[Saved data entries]
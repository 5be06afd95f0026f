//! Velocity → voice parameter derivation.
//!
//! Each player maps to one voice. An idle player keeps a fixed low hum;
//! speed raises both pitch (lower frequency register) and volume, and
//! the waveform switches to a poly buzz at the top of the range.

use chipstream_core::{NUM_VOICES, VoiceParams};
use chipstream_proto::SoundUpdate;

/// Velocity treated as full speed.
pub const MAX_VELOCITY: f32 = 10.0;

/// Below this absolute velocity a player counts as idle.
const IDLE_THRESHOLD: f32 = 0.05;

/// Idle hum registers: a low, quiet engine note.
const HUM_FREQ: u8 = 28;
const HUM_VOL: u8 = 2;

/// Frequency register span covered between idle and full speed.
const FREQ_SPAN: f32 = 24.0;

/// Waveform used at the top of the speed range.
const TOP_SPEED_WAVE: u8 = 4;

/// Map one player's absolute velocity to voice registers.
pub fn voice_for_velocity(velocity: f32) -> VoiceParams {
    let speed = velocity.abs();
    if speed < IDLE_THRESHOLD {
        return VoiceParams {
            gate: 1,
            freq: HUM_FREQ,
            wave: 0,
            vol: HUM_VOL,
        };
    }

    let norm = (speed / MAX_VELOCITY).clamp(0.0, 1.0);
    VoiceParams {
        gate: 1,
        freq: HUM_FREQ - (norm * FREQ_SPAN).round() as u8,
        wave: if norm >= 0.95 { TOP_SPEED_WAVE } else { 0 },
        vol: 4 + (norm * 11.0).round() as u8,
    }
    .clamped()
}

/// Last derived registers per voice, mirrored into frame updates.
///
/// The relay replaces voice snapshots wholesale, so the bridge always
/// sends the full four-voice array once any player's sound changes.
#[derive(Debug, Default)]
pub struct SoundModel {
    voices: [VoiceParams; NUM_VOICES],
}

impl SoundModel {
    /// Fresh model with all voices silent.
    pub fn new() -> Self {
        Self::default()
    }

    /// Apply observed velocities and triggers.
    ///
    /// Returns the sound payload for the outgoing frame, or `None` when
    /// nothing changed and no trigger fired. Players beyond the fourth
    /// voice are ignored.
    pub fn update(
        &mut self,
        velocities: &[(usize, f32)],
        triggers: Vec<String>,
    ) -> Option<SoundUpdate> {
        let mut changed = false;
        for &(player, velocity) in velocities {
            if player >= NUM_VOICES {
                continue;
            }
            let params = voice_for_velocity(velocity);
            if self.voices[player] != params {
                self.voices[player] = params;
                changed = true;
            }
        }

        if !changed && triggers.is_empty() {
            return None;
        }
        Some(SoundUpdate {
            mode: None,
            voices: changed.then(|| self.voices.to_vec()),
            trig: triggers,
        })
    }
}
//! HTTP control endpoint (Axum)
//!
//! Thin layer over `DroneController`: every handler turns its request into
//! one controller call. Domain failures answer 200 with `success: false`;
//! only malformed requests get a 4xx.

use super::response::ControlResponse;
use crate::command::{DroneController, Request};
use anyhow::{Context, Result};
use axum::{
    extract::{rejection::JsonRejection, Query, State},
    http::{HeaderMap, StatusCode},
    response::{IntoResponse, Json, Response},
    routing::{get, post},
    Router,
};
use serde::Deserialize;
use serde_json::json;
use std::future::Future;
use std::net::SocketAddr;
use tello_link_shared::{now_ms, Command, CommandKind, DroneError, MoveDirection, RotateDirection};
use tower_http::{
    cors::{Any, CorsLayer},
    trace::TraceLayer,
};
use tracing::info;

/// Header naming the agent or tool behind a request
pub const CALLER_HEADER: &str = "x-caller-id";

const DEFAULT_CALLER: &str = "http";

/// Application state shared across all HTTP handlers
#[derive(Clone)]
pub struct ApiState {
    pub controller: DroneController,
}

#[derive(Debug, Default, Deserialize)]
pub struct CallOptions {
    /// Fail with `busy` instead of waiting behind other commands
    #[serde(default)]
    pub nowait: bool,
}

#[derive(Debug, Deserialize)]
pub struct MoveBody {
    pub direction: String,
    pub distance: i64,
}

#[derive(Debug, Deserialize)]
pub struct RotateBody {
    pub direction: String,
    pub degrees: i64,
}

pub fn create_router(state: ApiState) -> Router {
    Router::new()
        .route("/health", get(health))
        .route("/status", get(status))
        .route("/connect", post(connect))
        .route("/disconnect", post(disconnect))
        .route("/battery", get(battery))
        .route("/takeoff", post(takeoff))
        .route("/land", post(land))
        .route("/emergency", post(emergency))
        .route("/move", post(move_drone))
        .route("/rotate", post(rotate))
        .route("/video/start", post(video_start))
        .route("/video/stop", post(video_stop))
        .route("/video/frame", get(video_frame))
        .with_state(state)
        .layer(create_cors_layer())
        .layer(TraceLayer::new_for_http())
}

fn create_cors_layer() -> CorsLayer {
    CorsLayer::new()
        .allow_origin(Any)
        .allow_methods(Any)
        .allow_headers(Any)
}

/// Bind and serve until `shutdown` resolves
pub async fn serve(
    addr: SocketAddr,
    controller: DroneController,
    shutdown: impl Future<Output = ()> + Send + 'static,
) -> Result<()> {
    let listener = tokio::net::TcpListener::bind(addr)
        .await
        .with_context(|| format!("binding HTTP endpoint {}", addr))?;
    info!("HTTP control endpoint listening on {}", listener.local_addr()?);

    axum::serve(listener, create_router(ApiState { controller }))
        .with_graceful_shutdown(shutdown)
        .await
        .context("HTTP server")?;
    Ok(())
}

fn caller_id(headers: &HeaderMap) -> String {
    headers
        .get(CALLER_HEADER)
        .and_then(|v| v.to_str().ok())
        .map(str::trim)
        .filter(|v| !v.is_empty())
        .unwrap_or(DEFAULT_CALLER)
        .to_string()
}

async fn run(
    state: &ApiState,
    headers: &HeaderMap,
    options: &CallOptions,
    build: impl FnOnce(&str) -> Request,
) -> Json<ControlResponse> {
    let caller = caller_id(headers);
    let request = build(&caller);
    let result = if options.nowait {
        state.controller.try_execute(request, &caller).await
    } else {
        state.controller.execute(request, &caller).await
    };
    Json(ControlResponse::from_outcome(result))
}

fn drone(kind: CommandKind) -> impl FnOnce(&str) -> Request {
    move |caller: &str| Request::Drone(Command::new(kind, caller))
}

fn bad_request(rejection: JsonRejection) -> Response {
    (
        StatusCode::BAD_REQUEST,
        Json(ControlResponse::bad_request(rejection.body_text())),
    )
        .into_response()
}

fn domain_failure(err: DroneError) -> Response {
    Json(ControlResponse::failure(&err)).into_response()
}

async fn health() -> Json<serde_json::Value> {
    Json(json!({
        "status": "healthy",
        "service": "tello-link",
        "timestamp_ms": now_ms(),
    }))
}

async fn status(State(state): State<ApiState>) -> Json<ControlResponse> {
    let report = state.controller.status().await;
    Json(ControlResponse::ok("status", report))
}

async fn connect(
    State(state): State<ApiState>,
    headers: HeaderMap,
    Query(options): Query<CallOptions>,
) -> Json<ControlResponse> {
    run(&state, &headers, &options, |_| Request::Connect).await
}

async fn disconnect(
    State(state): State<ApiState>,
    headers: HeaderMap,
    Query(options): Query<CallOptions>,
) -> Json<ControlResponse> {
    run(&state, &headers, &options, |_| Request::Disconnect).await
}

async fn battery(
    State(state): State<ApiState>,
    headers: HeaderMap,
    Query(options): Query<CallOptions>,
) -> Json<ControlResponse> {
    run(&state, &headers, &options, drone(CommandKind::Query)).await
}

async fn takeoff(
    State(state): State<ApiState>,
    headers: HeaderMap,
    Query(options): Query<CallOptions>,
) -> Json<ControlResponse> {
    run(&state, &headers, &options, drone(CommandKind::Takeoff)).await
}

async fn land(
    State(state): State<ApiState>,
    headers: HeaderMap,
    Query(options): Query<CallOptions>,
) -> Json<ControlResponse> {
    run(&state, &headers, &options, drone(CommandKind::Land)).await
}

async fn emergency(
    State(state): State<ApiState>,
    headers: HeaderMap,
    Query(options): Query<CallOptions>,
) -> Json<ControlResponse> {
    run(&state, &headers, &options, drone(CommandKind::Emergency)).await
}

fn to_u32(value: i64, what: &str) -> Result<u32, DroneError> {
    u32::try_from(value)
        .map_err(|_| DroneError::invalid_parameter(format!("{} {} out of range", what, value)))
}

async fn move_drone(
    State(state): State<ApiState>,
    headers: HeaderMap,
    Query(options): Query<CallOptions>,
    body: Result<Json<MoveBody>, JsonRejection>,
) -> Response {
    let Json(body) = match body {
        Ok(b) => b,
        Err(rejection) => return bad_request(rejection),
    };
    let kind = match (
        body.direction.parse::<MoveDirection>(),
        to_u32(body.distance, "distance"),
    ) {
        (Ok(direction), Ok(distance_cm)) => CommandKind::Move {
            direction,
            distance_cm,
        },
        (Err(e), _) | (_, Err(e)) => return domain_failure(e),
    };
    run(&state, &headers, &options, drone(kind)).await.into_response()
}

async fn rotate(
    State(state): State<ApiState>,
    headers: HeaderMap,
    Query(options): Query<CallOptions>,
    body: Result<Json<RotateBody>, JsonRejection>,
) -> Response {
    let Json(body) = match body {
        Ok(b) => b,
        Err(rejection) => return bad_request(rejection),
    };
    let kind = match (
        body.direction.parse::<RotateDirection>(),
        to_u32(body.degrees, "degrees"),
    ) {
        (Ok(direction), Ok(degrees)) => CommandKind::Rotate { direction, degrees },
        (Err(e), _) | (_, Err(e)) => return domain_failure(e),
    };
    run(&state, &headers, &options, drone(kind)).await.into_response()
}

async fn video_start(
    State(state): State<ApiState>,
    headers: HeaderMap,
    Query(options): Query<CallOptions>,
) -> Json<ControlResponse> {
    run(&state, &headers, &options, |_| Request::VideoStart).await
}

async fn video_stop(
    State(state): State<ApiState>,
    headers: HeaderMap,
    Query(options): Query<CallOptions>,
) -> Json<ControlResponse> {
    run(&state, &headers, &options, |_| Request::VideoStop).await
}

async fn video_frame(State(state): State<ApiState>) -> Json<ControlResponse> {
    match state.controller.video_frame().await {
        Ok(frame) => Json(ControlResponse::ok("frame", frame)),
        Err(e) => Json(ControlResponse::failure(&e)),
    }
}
--
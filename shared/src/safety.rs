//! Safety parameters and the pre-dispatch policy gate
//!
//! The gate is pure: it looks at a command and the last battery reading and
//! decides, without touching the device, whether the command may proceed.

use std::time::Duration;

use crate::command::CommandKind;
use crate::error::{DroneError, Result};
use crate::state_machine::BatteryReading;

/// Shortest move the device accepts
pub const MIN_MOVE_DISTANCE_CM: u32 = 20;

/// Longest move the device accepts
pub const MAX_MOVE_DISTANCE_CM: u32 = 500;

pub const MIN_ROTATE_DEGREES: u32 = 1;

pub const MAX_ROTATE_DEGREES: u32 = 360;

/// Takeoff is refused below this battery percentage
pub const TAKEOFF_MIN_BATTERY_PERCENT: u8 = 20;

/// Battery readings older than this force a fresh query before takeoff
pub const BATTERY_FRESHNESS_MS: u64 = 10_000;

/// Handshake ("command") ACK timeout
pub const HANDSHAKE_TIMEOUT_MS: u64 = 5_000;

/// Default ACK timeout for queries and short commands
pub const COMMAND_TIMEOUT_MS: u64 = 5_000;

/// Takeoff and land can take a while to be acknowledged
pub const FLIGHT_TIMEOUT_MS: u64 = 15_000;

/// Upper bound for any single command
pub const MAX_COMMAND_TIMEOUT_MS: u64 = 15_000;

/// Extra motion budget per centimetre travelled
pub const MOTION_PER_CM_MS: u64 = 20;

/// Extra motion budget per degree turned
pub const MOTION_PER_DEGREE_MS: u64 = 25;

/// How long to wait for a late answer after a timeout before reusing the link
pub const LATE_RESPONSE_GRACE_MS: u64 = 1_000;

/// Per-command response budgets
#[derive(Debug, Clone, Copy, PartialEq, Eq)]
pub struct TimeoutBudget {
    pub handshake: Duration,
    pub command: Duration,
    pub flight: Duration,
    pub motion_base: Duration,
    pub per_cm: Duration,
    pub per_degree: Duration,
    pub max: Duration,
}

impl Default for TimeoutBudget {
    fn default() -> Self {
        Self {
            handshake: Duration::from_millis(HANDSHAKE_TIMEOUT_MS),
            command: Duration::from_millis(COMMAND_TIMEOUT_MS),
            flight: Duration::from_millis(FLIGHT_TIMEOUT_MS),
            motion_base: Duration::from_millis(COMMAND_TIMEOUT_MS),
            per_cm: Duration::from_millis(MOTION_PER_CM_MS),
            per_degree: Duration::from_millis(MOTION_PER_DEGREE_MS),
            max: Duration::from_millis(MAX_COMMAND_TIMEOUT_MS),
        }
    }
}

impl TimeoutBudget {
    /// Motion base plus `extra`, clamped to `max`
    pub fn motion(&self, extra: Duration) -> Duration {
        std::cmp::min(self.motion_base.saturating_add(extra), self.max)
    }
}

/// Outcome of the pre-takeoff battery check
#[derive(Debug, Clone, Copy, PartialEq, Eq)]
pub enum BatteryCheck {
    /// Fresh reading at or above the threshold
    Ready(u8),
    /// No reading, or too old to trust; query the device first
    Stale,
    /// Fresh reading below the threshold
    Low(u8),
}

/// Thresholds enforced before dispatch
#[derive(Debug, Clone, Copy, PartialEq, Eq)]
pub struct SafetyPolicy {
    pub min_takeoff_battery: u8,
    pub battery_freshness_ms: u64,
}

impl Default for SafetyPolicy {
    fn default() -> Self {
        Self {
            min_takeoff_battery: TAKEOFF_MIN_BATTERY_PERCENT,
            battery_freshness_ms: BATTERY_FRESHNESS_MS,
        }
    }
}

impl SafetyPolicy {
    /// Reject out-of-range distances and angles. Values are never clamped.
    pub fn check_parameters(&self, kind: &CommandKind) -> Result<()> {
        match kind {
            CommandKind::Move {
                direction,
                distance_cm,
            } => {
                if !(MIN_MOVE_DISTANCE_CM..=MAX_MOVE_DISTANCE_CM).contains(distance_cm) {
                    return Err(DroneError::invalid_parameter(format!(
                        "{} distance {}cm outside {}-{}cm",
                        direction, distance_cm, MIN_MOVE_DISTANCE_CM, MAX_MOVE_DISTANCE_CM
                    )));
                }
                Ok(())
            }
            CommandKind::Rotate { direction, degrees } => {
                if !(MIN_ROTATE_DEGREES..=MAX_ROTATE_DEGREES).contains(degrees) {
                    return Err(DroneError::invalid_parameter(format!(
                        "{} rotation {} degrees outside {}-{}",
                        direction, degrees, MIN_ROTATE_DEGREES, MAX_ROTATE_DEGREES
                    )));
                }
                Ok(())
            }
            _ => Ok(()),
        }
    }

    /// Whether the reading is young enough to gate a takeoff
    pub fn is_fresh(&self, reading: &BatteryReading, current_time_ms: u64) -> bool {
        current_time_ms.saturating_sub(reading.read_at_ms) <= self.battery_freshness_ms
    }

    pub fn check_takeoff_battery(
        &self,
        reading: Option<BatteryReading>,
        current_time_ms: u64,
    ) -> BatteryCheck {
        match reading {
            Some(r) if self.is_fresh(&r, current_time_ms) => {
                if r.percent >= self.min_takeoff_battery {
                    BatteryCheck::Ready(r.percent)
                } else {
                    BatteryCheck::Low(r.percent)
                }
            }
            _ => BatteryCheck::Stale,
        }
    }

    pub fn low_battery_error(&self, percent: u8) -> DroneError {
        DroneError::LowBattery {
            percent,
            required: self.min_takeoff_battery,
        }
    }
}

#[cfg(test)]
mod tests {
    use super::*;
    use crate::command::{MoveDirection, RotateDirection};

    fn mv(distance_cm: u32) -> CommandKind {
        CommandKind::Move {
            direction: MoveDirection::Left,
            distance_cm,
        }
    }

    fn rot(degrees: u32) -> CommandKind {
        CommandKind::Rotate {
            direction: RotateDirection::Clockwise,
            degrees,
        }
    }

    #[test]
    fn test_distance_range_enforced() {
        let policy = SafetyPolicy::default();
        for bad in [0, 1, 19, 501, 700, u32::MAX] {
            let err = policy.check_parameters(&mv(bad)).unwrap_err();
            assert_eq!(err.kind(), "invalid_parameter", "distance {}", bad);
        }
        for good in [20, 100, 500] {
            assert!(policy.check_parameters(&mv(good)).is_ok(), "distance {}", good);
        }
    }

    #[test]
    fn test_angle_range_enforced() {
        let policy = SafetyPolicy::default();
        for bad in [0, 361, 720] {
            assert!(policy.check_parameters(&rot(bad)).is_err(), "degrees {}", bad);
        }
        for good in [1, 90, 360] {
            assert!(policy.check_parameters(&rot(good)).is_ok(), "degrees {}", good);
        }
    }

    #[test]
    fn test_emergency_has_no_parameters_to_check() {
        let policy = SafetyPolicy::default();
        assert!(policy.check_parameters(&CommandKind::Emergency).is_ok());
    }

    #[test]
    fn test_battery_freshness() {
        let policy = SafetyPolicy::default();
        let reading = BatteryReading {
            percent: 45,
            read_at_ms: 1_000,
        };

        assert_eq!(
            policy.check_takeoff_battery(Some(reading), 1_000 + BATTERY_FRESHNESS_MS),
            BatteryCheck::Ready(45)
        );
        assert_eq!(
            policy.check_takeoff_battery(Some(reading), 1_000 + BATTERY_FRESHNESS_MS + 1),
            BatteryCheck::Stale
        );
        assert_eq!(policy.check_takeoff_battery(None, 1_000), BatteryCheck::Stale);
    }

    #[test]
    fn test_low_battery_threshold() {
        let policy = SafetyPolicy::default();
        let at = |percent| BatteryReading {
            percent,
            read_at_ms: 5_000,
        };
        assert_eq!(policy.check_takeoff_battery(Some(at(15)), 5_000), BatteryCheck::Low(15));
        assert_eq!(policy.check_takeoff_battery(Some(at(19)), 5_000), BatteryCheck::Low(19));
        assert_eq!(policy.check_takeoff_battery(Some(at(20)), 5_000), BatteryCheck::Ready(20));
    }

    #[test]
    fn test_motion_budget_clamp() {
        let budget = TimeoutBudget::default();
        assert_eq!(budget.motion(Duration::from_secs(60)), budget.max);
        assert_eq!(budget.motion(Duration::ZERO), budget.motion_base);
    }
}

Exercise requirements:
Copy the stretch of the records above that runs from the line with "repository 5be06afd95f0026f" through the line with "quiet engine note.". Both end lines belong in the copy, and nothing else does.

Answer for the task:
repository 5be06afd95f0026f
//! Velocity → voice parameter derivation.
//!
//! Each player maps to one voice. An idle player keeps a fixed low hum;
//! speed raises both pitch (lower frequency register) and volume, and
//! the waveform switches to a poly buzz at the top of the range.

use chipstream_core::{NUM_VOICES, VoiceParams};
use chipstream_proto::SoundUpdate;

/// Velocity treated as full speed.
pub const MAX_VELOCITY: f32 = 10.0;

/// Below this absolute velocity a player counts as idle.
const IDLE_THRESHOLD: f32 = 0.05;

/// Idle hum registers: a low, quiet engine note.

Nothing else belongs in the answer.